Among the records that follow, set down only the lines from the one containing "type for argument" to the one containing "type for element", both included, exactly.

### EXTRACTED INFORMATION
────────────────────

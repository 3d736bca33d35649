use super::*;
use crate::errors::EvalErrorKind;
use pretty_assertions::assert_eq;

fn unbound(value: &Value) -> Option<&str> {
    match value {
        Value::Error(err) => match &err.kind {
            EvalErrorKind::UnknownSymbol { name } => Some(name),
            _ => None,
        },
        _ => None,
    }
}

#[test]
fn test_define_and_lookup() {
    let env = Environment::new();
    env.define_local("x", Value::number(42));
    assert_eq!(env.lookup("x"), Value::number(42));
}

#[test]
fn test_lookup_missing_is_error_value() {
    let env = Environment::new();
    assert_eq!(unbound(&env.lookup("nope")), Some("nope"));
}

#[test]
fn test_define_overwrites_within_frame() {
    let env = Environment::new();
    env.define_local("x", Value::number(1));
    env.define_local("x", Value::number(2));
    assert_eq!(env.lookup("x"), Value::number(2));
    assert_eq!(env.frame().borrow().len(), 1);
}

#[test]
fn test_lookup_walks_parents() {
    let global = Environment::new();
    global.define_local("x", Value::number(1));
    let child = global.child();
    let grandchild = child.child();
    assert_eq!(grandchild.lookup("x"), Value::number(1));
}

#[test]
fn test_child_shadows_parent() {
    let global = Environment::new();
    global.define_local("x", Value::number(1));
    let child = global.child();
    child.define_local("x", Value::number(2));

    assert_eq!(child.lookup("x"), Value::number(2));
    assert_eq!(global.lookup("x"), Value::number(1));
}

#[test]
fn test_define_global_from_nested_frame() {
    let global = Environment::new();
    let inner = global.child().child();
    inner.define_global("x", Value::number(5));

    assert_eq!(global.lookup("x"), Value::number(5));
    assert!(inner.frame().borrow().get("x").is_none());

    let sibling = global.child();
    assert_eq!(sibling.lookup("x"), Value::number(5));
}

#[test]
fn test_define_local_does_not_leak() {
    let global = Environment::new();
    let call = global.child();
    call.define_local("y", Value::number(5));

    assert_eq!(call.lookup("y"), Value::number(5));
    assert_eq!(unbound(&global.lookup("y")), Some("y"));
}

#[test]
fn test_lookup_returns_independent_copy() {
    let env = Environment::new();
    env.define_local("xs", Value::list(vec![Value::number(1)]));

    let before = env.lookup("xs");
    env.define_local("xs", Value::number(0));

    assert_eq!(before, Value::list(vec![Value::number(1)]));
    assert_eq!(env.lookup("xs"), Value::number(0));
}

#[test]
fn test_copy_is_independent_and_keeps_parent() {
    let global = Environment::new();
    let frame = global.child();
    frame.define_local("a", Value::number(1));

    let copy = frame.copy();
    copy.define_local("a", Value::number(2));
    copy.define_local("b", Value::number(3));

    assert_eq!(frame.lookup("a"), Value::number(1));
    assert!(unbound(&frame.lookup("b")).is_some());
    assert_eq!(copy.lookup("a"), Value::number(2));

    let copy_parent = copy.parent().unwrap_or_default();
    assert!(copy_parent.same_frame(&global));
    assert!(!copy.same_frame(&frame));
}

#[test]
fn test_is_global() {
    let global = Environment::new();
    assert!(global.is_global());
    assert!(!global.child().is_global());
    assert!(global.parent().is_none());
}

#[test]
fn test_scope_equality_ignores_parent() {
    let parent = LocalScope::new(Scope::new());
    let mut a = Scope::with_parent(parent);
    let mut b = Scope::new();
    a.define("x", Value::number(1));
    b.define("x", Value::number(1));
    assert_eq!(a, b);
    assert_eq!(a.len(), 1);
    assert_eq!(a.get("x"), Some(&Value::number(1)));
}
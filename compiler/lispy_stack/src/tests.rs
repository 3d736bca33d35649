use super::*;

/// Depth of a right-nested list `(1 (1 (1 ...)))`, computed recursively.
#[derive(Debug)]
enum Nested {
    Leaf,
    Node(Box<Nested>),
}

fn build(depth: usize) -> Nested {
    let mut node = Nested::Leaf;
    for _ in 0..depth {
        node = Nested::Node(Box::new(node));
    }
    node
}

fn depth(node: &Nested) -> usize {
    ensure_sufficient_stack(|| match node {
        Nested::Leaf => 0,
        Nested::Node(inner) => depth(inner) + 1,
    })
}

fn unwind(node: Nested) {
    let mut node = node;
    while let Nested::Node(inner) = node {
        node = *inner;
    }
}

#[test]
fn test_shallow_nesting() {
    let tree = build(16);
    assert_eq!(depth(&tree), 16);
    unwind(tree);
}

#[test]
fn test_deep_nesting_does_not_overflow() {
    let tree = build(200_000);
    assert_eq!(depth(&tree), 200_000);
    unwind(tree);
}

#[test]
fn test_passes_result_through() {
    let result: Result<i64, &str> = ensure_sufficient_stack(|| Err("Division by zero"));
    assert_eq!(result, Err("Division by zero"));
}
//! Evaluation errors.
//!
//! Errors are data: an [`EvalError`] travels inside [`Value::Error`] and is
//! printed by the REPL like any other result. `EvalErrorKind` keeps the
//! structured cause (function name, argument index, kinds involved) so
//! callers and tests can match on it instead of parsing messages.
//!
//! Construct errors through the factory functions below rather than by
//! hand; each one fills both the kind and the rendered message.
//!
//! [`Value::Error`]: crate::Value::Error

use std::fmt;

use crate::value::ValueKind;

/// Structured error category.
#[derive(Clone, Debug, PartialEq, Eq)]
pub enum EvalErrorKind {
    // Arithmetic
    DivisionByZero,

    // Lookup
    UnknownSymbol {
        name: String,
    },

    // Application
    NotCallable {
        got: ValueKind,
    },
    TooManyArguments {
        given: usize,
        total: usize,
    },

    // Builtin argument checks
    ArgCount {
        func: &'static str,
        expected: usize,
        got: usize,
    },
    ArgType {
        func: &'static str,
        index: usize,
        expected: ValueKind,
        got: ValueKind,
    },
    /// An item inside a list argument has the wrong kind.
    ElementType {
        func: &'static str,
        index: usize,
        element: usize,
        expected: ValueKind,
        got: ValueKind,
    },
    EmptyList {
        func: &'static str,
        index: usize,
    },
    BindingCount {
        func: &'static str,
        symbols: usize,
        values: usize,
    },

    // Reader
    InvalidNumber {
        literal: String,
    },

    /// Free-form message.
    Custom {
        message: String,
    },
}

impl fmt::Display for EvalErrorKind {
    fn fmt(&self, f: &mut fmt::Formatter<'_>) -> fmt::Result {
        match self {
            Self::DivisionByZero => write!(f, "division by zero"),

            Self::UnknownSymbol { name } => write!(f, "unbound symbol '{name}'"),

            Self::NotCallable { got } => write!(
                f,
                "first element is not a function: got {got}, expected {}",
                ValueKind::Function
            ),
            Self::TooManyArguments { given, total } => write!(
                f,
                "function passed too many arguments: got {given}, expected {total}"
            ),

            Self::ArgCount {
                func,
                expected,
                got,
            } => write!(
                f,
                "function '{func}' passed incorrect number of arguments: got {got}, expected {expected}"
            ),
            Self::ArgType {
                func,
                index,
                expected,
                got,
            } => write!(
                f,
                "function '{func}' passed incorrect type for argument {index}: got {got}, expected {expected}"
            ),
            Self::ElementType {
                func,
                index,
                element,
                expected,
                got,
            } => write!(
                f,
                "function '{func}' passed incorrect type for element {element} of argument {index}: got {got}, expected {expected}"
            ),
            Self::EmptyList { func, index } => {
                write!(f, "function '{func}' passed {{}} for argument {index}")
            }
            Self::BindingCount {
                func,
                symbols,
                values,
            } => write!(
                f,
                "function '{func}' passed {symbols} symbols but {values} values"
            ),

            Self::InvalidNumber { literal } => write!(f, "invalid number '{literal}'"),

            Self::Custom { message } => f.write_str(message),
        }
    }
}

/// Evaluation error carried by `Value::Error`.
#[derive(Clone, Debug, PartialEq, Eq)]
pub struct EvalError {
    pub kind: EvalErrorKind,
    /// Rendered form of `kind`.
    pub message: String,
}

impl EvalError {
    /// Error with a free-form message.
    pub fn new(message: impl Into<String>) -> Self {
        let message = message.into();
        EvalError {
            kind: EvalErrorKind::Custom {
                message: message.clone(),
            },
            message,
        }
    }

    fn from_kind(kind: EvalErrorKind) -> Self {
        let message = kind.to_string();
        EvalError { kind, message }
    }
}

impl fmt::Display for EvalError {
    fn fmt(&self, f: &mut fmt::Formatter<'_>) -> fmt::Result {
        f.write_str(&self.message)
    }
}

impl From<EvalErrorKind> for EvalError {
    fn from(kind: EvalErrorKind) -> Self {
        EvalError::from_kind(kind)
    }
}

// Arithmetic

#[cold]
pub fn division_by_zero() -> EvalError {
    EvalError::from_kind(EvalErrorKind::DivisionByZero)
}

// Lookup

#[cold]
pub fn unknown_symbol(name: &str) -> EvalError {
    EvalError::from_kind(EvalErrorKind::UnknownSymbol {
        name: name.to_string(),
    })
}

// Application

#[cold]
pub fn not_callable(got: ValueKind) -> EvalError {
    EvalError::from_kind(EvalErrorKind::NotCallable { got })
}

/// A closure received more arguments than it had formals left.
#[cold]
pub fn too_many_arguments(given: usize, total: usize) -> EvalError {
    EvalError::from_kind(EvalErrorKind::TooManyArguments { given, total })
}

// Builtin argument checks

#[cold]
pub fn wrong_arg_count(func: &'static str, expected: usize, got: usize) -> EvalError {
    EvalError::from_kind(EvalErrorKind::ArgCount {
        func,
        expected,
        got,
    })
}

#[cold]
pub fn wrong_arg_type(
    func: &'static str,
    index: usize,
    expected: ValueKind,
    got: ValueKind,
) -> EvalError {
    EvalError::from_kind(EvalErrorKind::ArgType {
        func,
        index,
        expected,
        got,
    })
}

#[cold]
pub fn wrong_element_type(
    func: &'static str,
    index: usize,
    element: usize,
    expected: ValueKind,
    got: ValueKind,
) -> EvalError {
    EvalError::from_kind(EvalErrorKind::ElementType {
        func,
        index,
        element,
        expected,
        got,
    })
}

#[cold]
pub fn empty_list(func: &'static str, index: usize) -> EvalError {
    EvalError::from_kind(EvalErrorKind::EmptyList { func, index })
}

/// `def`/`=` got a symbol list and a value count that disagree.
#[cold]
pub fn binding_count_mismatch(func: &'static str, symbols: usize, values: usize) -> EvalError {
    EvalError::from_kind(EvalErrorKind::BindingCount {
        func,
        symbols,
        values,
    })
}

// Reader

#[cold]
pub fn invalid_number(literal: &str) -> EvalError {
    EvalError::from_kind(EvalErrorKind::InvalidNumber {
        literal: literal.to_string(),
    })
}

────────────────────

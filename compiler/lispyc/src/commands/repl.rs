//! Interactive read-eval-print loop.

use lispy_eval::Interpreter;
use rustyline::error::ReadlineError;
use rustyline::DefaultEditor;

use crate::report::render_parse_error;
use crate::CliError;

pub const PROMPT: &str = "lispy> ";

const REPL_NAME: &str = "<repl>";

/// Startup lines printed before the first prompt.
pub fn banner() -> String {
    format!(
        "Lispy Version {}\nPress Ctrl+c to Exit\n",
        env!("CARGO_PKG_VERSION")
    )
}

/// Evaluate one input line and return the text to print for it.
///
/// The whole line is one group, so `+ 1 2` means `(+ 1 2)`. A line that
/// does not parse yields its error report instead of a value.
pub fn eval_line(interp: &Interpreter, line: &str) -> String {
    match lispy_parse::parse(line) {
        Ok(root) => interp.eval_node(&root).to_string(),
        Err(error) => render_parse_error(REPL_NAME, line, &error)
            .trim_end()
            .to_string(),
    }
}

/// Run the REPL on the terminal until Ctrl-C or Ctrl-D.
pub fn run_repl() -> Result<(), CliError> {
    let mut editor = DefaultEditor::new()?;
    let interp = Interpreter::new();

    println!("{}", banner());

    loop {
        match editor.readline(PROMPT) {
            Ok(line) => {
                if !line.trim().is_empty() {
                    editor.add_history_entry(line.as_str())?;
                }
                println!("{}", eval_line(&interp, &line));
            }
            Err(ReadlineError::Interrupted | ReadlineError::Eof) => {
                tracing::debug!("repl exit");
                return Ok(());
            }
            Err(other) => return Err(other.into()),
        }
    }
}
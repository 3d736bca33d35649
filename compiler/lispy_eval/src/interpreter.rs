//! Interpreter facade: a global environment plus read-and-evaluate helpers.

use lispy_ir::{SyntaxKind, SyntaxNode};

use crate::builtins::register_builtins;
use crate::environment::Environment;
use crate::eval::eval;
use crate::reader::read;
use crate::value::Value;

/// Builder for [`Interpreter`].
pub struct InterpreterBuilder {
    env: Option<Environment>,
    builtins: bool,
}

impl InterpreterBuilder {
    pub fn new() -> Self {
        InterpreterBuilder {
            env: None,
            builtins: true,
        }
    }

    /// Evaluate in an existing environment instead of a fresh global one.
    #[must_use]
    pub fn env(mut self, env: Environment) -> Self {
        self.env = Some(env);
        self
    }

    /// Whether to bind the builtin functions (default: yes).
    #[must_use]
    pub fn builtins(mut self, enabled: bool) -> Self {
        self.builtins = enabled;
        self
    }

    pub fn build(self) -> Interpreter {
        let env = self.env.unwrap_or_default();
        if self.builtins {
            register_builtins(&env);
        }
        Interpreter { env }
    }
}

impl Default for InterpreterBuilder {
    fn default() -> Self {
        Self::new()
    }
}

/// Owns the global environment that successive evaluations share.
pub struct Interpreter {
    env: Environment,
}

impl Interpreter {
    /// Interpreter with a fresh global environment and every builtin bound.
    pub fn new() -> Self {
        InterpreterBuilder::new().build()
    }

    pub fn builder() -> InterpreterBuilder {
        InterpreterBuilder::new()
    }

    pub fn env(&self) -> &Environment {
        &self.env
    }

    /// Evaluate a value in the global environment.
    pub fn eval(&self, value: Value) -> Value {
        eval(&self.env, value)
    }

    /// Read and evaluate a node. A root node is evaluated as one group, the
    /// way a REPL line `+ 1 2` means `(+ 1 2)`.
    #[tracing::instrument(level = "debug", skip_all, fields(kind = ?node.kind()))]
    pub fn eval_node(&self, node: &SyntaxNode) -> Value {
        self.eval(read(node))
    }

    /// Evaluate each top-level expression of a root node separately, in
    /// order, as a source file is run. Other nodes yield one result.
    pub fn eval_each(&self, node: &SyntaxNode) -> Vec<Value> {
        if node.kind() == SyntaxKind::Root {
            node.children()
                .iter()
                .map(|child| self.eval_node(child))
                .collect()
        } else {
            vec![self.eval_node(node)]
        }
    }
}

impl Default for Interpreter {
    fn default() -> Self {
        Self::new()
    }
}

────────────────────

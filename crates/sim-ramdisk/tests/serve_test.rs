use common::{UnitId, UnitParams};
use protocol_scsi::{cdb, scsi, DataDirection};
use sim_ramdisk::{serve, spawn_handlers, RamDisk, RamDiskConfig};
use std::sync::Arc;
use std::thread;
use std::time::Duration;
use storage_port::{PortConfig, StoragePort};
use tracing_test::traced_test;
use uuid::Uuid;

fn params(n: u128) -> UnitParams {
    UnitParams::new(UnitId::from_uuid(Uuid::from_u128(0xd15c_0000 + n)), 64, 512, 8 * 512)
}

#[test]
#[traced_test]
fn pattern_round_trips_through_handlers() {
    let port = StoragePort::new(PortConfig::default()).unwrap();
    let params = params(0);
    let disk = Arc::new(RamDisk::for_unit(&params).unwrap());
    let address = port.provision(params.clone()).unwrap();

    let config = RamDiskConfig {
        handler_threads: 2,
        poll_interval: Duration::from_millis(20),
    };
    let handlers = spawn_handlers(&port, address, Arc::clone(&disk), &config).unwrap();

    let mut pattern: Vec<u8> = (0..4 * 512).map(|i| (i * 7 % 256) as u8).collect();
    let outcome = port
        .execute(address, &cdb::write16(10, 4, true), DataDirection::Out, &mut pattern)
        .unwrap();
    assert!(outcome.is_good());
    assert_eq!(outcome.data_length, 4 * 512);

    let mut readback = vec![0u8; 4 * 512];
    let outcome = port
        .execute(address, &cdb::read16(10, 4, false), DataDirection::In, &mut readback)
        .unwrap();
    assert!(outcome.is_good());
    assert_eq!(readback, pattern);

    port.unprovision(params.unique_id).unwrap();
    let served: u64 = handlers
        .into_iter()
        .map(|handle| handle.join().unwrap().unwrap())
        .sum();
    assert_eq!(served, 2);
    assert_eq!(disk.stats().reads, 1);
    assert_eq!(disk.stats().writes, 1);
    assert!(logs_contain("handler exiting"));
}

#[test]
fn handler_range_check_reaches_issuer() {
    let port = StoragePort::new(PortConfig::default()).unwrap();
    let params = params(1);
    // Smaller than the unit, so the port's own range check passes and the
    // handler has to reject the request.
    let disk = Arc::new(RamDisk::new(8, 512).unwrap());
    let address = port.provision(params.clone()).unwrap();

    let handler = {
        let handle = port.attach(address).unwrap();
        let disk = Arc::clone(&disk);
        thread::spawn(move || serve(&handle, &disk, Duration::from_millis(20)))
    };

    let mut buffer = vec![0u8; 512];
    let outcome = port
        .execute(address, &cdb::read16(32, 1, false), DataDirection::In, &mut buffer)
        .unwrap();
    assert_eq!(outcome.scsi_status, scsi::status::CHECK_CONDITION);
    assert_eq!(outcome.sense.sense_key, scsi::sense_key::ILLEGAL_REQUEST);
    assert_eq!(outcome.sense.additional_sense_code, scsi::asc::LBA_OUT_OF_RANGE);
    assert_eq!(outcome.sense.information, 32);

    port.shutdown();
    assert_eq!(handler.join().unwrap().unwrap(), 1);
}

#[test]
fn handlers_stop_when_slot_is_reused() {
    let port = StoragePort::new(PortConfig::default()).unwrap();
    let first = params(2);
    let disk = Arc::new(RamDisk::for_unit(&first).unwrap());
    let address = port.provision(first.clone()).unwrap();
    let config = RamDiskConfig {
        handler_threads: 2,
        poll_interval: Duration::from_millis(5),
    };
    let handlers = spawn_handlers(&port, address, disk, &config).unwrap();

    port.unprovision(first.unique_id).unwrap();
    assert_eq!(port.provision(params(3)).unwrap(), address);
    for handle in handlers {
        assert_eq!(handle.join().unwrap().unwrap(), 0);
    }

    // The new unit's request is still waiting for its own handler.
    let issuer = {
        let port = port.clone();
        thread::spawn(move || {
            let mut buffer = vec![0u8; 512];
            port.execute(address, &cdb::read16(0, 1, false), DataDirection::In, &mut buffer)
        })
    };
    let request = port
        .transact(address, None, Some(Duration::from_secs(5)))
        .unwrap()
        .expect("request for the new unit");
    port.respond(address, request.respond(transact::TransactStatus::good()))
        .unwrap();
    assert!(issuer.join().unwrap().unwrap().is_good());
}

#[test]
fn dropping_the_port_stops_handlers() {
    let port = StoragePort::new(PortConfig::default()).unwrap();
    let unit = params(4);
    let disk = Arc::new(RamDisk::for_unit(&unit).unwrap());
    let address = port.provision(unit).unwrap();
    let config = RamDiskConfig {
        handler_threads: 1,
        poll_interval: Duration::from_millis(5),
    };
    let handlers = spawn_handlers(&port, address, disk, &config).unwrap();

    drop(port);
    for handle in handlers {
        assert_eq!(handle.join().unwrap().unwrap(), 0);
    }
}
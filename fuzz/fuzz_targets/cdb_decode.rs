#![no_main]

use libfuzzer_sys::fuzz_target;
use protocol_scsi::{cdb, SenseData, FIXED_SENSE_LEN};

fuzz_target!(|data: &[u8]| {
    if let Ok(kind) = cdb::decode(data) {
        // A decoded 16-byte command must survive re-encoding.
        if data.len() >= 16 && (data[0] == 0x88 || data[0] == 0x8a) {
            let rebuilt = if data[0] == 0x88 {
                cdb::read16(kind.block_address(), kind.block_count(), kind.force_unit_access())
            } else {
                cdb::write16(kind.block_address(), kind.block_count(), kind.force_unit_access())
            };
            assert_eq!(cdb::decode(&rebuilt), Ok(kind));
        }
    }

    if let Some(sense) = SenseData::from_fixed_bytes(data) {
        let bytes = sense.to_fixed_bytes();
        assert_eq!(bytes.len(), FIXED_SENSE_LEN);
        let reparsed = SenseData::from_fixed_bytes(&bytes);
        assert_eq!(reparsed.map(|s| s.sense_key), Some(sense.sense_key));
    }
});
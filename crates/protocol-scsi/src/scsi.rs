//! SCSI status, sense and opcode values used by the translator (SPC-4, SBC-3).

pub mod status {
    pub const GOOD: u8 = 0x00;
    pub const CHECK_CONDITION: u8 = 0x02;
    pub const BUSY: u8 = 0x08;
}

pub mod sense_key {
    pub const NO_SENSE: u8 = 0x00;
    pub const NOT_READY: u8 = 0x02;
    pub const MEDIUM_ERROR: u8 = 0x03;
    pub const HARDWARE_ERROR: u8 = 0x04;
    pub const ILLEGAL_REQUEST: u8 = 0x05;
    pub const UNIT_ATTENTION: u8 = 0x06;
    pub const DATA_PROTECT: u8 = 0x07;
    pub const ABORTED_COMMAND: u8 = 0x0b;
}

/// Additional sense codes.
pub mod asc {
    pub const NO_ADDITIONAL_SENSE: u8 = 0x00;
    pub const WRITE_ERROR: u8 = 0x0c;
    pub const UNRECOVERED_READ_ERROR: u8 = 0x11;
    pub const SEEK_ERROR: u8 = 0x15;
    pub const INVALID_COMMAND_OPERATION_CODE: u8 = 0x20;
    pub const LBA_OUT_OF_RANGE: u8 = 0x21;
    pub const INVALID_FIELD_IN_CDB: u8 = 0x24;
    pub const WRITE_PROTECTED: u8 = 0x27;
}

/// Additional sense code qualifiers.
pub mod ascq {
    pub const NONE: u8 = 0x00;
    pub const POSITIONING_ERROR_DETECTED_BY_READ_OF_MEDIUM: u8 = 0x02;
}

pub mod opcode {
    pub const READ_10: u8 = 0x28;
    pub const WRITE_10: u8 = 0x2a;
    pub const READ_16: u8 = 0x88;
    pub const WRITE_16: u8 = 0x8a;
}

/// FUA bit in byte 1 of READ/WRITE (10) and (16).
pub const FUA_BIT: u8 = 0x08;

────────────────────

### OUTPUT OF THE EXERCISE
                "function '{func}' passed incorrect type for argument {index}: got {got}, expected {expected}"
            ),
            Self::ElementType {
                func,
                index,
                element,
                expected,
                got,
            } => write!(
                f,
                "function '{func}' passed incorrect type for element {element} of argument {index}: got {got}, expected {expected}"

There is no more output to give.